[Saved data entries]
%%
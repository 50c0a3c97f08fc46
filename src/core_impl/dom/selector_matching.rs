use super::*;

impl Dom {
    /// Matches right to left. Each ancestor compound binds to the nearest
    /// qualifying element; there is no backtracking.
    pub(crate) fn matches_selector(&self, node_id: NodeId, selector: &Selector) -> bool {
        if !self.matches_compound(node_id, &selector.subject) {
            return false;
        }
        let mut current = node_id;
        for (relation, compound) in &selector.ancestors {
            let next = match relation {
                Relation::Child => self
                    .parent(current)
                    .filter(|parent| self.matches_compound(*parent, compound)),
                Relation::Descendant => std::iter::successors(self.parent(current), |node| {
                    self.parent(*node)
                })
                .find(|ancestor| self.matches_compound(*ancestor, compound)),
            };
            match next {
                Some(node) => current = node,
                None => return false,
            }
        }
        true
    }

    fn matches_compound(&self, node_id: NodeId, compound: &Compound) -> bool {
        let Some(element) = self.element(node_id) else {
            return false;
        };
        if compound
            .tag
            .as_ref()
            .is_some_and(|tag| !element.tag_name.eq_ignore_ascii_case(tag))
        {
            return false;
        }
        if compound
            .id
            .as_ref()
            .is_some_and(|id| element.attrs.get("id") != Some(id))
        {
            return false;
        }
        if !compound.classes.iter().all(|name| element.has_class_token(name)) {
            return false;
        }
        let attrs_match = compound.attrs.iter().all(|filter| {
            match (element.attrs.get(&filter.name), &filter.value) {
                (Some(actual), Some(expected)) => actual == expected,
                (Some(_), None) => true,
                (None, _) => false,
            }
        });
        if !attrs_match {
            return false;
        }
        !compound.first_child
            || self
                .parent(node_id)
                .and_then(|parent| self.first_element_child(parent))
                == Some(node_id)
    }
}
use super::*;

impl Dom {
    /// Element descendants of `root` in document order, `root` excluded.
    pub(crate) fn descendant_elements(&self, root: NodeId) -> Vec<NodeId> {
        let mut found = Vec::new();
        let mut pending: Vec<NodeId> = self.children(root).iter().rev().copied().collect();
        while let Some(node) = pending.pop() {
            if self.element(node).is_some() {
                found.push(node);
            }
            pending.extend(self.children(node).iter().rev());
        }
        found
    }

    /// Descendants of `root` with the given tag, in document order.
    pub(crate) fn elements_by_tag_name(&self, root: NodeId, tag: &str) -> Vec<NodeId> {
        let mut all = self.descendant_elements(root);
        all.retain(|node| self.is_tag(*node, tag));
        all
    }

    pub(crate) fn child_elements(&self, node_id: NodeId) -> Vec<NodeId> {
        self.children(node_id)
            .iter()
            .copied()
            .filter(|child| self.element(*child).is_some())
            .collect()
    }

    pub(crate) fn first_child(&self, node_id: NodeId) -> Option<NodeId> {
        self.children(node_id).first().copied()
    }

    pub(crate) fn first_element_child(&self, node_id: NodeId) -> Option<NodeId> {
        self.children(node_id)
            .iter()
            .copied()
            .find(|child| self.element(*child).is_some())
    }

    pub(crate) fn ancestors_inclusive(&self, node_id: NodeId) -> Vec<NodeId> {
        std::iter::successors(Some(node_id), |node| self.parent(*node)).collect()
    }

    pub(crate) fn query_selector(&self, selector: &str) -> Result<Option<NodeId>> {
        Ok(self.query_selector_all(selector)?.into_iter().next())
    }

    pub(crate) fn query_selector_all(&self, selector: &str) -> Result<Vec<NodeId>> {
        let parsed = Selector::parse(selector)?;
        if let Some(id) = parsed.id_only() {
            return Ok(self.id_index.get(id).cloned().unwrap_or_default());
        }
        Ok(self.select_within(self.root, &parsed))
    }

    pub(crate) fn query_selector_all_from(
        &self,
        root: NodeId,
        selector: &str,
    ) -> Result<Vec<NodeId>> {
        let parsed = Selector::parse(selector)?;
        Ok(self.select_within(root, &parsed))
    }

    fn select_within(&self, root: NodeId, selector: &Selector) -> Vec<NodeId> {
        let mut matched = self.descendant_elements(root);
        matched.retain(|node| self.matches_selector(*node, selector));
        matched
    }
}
%%
%%
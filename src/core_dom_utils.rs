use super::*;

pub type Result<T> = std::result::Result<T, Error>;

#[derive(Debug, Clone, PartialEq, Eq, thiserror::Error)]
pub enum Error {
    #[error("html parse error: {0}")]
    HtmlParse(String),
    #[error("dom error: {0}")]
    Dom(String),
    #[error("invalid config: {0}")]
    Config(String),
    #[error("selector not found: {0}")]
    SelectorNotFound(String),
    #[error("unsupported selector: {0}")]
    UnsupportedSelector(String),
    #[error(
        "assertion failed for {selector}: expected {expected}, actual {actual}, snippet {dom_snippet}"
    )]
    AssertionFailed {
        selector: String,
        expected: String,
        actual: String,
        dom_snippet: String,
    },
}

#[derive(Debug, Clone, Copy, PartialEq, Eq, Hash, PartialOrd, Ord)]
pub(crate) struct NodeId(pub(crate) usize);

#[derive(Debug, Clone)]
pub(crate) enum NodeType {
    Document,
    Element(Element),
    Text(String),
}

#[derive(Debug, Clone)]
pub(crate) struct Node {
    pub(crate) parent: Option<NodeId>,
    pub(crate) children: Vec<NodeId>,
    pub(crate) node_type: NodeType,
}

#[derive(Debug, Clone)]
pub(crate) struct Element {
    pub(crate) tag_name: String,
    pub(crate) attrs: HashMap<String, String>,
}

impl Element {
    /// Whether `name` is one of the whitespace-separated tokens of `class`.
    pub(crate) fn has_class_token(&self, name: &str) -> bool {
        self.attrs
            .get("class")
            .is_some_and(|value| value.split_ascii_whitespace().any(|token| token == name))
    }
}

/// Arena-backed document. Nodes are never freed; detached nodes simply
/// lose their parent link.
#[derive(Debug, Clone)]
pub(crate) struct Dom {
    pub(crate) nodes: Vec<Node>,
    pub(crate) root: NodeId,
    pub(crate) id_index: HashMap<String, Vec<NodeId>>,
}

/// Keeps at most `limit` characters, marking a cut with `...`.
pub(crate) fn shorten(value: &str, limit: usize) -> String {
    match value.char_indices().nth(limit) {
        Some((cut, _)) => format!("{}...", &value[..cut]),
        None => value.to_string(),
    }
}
%%
%%
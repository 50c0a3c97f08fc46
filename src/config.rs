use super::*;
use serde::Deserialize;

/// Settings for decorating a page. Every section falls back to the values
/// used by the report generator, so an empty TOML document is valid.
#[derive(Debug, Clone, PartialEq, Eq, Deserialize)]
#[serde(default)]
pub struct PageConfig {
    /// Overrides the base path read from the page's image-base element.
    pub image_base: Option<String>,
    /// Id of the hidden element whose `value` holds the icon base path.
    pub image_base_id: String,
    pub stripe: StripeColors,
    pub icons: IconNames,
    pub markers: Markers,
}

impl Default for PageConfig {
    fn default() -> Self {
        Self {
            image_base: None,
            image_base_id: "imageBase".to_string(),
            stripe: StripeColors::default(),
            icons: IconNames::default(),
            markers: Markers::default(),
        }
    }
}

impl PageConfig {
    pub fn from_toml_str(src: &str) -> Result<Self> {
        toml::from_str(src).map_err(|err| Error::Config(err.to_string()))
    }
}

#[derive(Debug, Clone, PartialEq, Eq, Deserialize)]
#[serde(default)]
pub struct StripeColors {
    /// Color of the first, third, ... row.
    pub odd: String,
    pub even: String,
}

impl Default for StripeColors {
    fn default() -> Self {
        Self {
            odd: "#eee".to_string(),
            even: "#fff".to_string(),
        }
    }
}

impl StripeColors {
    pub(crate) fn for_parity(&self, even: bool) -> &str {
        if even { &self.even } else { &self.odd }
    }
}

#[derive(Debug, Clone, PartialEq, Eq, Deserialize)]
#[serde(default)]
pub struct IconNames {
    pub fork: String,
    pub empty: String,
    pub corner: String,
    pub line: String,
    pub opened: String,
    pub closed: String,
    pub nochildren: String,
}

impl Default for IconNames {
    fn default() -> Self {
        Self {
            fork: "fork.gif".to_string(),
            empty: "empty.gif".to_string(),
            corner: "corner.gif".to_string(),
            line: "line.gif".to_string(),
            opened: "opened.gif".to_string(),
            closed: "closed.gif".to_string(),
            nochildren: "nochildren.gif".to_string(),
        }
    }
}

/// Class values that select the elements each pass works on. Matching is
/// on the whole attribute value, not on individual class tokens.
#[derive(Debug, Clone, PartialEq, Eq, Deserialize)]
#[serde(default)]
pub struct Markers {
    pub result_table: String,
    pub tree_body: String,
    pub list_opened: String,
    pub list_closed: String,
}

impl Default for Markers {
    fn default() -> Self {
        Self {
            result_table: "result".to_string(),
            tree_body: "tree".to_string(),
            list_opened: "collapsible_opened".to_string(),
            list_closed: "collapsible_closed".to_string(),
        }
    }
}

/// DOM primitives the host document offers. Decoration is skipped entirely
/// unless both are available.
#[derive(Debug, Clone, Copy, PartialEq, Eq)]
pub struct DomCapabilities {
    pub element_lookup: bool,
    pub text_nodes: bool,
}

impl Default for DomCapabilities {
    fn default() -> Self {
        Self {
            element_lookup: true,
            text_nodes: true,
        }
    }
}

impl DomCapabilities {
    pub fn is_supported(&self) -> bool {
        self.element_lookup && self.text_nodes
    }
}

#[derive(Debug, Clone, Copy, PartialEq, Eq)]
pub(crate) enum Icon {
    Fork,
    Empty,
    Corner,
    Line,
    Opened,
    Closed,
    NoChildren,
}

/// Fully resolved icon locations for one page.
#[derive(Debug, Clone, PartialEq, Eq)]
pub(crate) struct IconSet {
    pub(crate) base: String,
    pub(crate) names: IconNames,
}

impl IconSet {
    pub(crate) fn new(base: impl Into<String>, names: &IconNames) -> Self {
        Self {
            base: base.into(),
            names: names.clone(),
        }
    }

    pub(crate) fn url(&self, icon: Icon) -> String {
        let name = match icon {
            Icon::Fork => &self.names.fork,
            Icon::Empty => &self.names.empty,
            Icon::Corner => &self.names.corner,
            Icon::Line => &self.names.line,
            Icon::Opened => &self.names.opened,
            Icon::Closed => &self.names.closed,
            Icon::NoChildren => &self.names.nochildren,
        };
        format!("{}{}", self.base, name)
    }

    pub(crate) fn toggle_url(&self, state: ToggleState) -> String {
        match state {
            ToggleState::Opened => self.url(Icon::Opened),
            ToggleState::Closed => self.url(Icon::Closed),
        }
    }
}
%%
Search the data above for the word "format" and show every line that has it.

        Some((cut, _)) => format!("{}...", &value[..cut]),
        format!("{}{}", self.base, name)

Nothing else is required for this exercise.